333Matt
333Matt

Reputation: 1188

Removing rows from an Android SQLite Cursor

I query and get a result set back, but I need to do some calculations that are impossible in the SQLite WHERE clause in order to determine what shows up in the ListView. How can I remove certain rows from the cursor? I know it is the same question as this Filter rows from Cursor so they don't show up in ListView but that answer does not help. Can an example be provided if there isn't a simpler way to do this?

Upvotes: 3

Views: 7526

Answers (4)

J. Polfer
J. Polfer

Reputation: 12481

I need to do some calculations that are impossible in the SQLite WHERE clause

I find this very hard to believe; my experience has been that SQL will let you query for just about anything you'd ever need (with the exception of heirarchical or recursive queries in SQLite's case). If there's some function you need that isn't supported, you can add it easily with sqlite_create_function() and use it in your app. Or perhaps a creative use of the SELECT clause can do what you are looking for.

Can you explain what these impossible calculations are?

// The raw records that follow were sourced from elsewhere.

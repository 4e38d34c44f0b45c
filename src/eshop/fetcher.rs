//! Fetches every discounted game for a country and keeps the wishlist matches.
//!
//! North America is served by a paginated facet index that reports its page
//! count; every other country uses a search endpoint that only reports a
//! record count, plus a separate price lookup. The backend is chosen once,
//! when the [`Fetcher`] is built.

use crate::eshop::client::EshopApi;
use crate::eshop::models::{
    EshopResults, GeoSearchResponse, IndexQuery, ItemPricing, PriceResponse, SwitchGame,
};
use crate::eshop::normalize::{
    normalize_geo_doc, normalize_index_hit, normalize_price_entry, NormalizeError,
};
use crate::eshop::regions::{Region, RegionClass};
use crate::filters::{Titled, Wishlist};
use anyhow::{Context, Result};
use std::collections::HashMap;
use std::time::Duration;
use tracing::{debug, info, warn};

/// Hits per page requested from the facet index.
const INDEX_HITS_PER_PAGE: u32 = 350;
const INDEX_FACETS: &str = r#"["generalFilters","platform","availability","genres","howToShop","virtualConsole","franchises","priceRange","esrbRating","playerFilters"]"#;
const INDEX_FACET_FILTERS: &str = r#"[["platform:Nintendo Switch"],["generalFilters:Deals"]]"#;

/// Rows per page on the geo-search endpoint. Fixed by the upstream.
pub const GEO_PAGE_SIZE: u64 = 500;
const GEO_FILTER: &str = r#"type:GAME AND ((playable_on_txt:"HAC") AND (price_has_discount_b:"true")) AND sorting_title:* AND *:*"#;
const GEO_SORT: &str = "price_discount_percentage_f desc, price_lowest_f desc";
const GEO_BOOST: &str = "linear(ms(priority,NOW/HOUR),1.1e-11,0)";

/// Matches from one page plus the page count the upstream reported.
#[derive(Debug, Default)]
struct PageResult {
    games: EshopResults,
    num_pages: u64,
}

/// Backend-specific fetch logic, fixed per [`Fetcher`].
#[derive(Debug, Clone, PartialEq, Eq)]
enum FetchStrategy {
    IndexSearch(IndexSearch),
    GeoSearch(GeoSearch),
}

impl FetchStrategy {
    fn for_region(region: Region) -> Self {
        match region.class() {
            RegionClass::IndexSearch { index_name } => {
                FetchStrategy::IndexSearch(IndexSearch { index_name })
            }
            RegionClass::GeoSearch { language } => {
                FetchStrategy::GeoSearch(GeoSearch { country: region, language })
            }
        }
    }
}

#[derive(Debug, Clone, PartialEq, Eq)]
struct IndexSearch {
    index_name: &'static str,
}

impl IndexSearch {
    /// Builds the query for one page. A new value per request; nothing is shared.
    fn query(&self, page: u64) -> IndexQuery {
        let params = format!(
            "query=&hitsPerPage={}&maxValuesPerFacet=30&analytics=false&facets={}&tagFilters=&facetFilters={}&page={}",
            INDEX_HITS_PER_PAGE,
            urlencoding::encode(INDEX_FACETS),
            urlencoding::encode(INDEX_FACET_FILTERS),
            page
        );
        IndexQuery { index_name: self.index_name.to_string(), params }
    }

    async fn page(
        &self,
        client: &impl EshopApi,
        wishlist: &Wishlist,
        page: u64,
    ) -> Result<PageResult> {
        let response = client
            .multiple_queries(vec![self.query(page)])
            .await
            .with_context(|| format!("Failed to fetch {} page {}", self.index_name, page))?;

        let results = response
            .results
            .into_iter()
            .next()
            .with_context(|| format!("Search response for page {} had no results", page))?;

        let mut games = EshopResults::new();
        collect_matches(wishlist, &results.hits, normalize_index_hit, &mut games)
            .with_context(|| format!("Failed to normalize {} page {}", self.index_name, page))?;

        Ok(PageResult { games, num_pages: u64::from(results.nb_pages) })
    }
}

#[derive(Debug, Clone, PartialEq, Eq)]
struct GeoSearch {
    country: Region,
    language: &'static str,
}

impl GeoSearch {
    fn search_url(&self, base: &str, page: u64) -> String {
        format!(
            "{}/{}/select?q=*&fq={}&sort={}&start={}&rows={}&wt=json&bf={}",
            base.trim_end_matches('/'),
            self.language,
            urlencoding::encode(GEO_FILTER),
            urlencoding::encode(GEO_SORT),
            page * GEO_PAGE_SIZE,
            GEO_PAGE_SIZE,
            urlencoding::encode(GEO_BOOST)
        )
    }

    fn price_url(&self, base: &str, nsuids: &[u64]) -> String {
        let ids: Vec<String> = nsuids.iter().map(u64::to_string).collect();
        format!(
            "{}/v1/price?country={}&ids={}&lang=en",
            base.trim_end_matches('/'),
            self.country.code(),
            urlencoding::encode(&ids.join(","))
        )
    }

    async fn page(
        &self,
        client: &impl EshopApi,
        wishlist: &Wishlist,
        page: u64,
    ) -> Result<PageResult> {
        let url = self.search_url(client.search_base(), page);
        let body = client
            .get(&url)
            .await
            .with_context(|| format!("Failed to fetch {} page {}", self.country, page))?;

        // Served as text/html; parse as JSON regardless.
        let data: GeoSearchResponse = serde_json::from_str(&body)
            .with_context(|| format!("Failed to decode {} page {}", self.country, page))?;

        let mut games = EshopResults::new();
        collect_matches(wishlist, &data.response.docs, normalize_geo_doc, &mut games)
            .with_context(|| format!("Failed to normalize {} page {}", self.country, page))?;

        Ok(PageResult { games, num_pages: data.response.num_found.div_ceil(GEO_PAGE_SIZE) })
    }

    async fn pricing(
        &self,
        client: &impl EshopApi,
        nsuids: &[u64],
    ) -> Result<HashMap<u64, ItemPricing>> {
        let url = self.price_url(client.price_base(), nsuids);
        let body = client.get(&url).await.context("Failed to fetch prices")?;
        let response: PriceResponse =
            serde_json::from_str(&body).context("Failed to decode price response")?;

        let mut pricing = HashMap::with_capacity(response.prices.len());
        for entry in response.prices {
            let (nsuid, item) = normalize_price_entry(entry).context("Failed to read price entry")?;
            pricing.insert(nsuid, item);
        }
        Ok(pricing)
    }
}

/// Copies looked-up prices onto collected games. Prices for games that were
/// not collected are dropped.
fn merge_pricing(games: &mut EshopResults, pricing: HashMap<u64, ItemPricing>) {
    for (nsuid, item) in pricing {
        match games.get_mut(&nsuid) {
            Some(game) => {
                game.normal_price = Some(item.normal_price);
                game.sale_price = Some(item.sale_price);
            }
            None => warn!("Price lookup returned unrequested nsuid {}", nsuid),
        }
    }
}

/// Filters raw records by title, normalizes the matches and inserts them.
/// Later inserts replace earlier ones with the same nsuid.
fn collect_matches<T: Titled>(
    wishlist: &Wishlist,
    records: &[T],
    normalize: fn(&T) -> Result<SwitchGame, NormalizeError>,
    into: &mut EshopResults,
) -> Result<usize, NormalizeError> {
    let mut matched = 0;
    for record in wishlist.retain(records) {
        let game = normalize(record)?;
        debug!("Wishlist match: {} ({})", game.title, game.nsuid);
        into.insert(game.nsuid, game);
        matched += 1;
    }
    Ok(matched)
}

/// Fetches sale data for one country and wishlist.
pub struct Fetcher<C> {
    client: C,
    region: Region,
    wishlist: Wishlist,
    strategy: FetchStrategy,
    delay_ms: u64,
    delay_jitter_ms: u64,
}

impl<C: EshopApi> Fetcher<C> {
    /// Creates a fetcher; the backend is picked from the region here.
    pub fn new(region: Region, wishlist: Wishlist, client: C) -> Self {
        Self {
            client,
            region,
            wishlist,
            strategy: FetchStrategy::for_region(region),
            delay_ms: 0,
            delay_jitter_ms: 0,
        }
    }

    /// Pauses between page requests.
    pub fn with_page_delay(mut self, delay_ms: u64, jitter_ms: u64) -> Self {
        self.delay_ms = delay_ms;
        self.delay_jitter_ms = jitter_ms;
        self
    }

    pub fn region(&self) -> Region {
        self.region
    }

    pub fn wishlist(&self) -> &Wishlist {
        &self.wishlist
    }

    /// Returns the underlying client.
    pub fn client(&self) -> &C {
        &self.client
    }

    /// Fetches every discounted game matching the wishlist, keyed by nsuid.
    ///
    /// Either every page succeeds or the whole call fails.
    pub async fn fetch_on_sale(&self) -> Result<EshopResults> {
        info!("Fetching {} sales for {} wishlist terms", self.region, self.wishlist.len());

        let games = match &self.strategy {
            FetchStrategy::IndexSearch(index) => self.fetch_index(index).await?,
            FetchStrategy::GeoSearch(geo) => self.fetch_geo(geo).await?,
        };

        info!("Found {} wishlist games on sale in {}", games.len(), self.region);
        Ok(games)
    }

    async fn fetch_index(&self, index: &IndexSearch) -> Result<EshopResults> {
        let first = index.page(&self.client, &self.wishlist, 0).await?;
        let num_pages = first.num_pages;
        let mut games = first.games;
        debug!("{} reports {} pages", index.index_name, num_pages);

        for page in 1..num_pages {
            self.delay().await;
            let result = index.page(&self.client, &self.wishlist, page).await?;
            games.extend(result.games);
        }

        Ok(games)
    }

    async fn fetch_geo(&self, geo: &GeoSearch) -> Result<EshopResults> {
        let first = geo.page(&self.client, &self.wishlist, 0).await?;
        let num_pages = first.num_pages;
        let mut games = first.games;
        debug!("{} search reports {} pages", geo.country, num_pages);

        for page in 1..num_pages {
            self.delay().await;
            let result = geo.page(&self.client, &self.wishlist, page).await?;
            games.extend(result.games);
        }

        if games.is_empty() {
            debug!("No matches, skipping price lookup");
            return Ok(games);
        }

        let nsuids: Vec<u64> = games.keys().copied().collect();
        let pricing = geo.pricing(&self.client, &nsuids).await?;
        merge_pricing(&mut games, pricing);

        Ok(games)
    }

    async fn delay(&self) {
        if self.delay_ms == 0 && self.delay_jitter_ms == 0 {
            return;
        }

        let jitter =
            if self.delay_jitter_ms > 0 { rand::random_range(0..=self.delay_jitter_ms) } else { 0 };

        let total_delay = self.delay_ms + jitter;
        debug!("Delaying {}ms", total_delay);
        tokio::time::sleep(Duration::from_millis(total_delay)).await;
    }
}

/// One-shot fetch for a country, wishlist and client.
pub async fn fetch<C: EshopApi>(
    region: Region,
    wishlist: Wishlist,
    client: C,
) -> Result<EshopResults> {
    Fetcher::new(region, wishlist, client).fetch_on_sale().await
}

EDIT: Nevermind, checking out this webpage reveals that the sqlite_create_function() adapter is all closed up by the Android SQLite wrapper. That's annoying.

Upvotes: 0

Graham Borland
Graham Borland

Reputation: 60681

It might work to simply retain all the rows in the Cursor, but then use a custom adapter to hide the unwanted rows at display time. For example, if you extend CursorAdapter, then you might have something like this in your bindView implementation:

View v = view.findViewById(R.id.my_list_entry);
boolean keepThisRow = .......; // do my calculations
v.setVisibility(keepThisRow ? View.VISIBLE : View.GONE);

Upvotes: 4

333Matt
333Matt

Reputation: 1188

There should be a better way to do this, but what I ended up doing is storing the ID of each row I wanted in a string ArrayList, and then requerying where _id IN arraListOfIds.toString(), replacing the square brackets with parentheses to fit SQL syntax.

// Get all of the rows from the database        
mTasksCursor = mDbHelper.fetchAllTasks();

ArrayList<String> activeTaskIDs = new ArrayList<String>();

// calculate which ones belong
// .....

if (!hasCompleted)             
                activeTaskIDs.add(mTasksCursor.getString(TaskerDBadapter.INDEX_ID));

// requery on my list of IDs
mTasksCursor = mDbHelper.fetchActiveTasks(activeTaskIDs);

public Cursor fetchActiveTasks(ArrayList<String> activeTaskIDs)
    {
        String inClause = activeTaskIDs.toString();
        inClause = inClause.replace('[', '(');
        inClause = inClause.replace(']', ')');

        Cursor mCursor = mDb.query(true, DATABASE_TABLE, columnStringArray(), 
                KEY_ROWID + " IN " + inClause, 
                null, null, null, null, null);

        if (mCursor != null) { mCursor.moveToFirst(); }

        return mCursor;
    }

Upvotes: 3

Bill Mote
Bill Mote

Reputation: 12823

ContentResolver cr = getContentResolver();
        Cursor groupCur = cr.query(
                Groups.CONTENT_URI, // what table/content
                new String [] {Groups._ID, Groups.NAME},    // what columns
                "Groups.NAME NOT LIKE + 'System Group:%'", // where clause(s)
                null, // ???
                Groups.NAME + " ASC" // sort order
        );

The "What Columns" piece above is where you can tell the cursor which rows to return. Using "null" returns them all.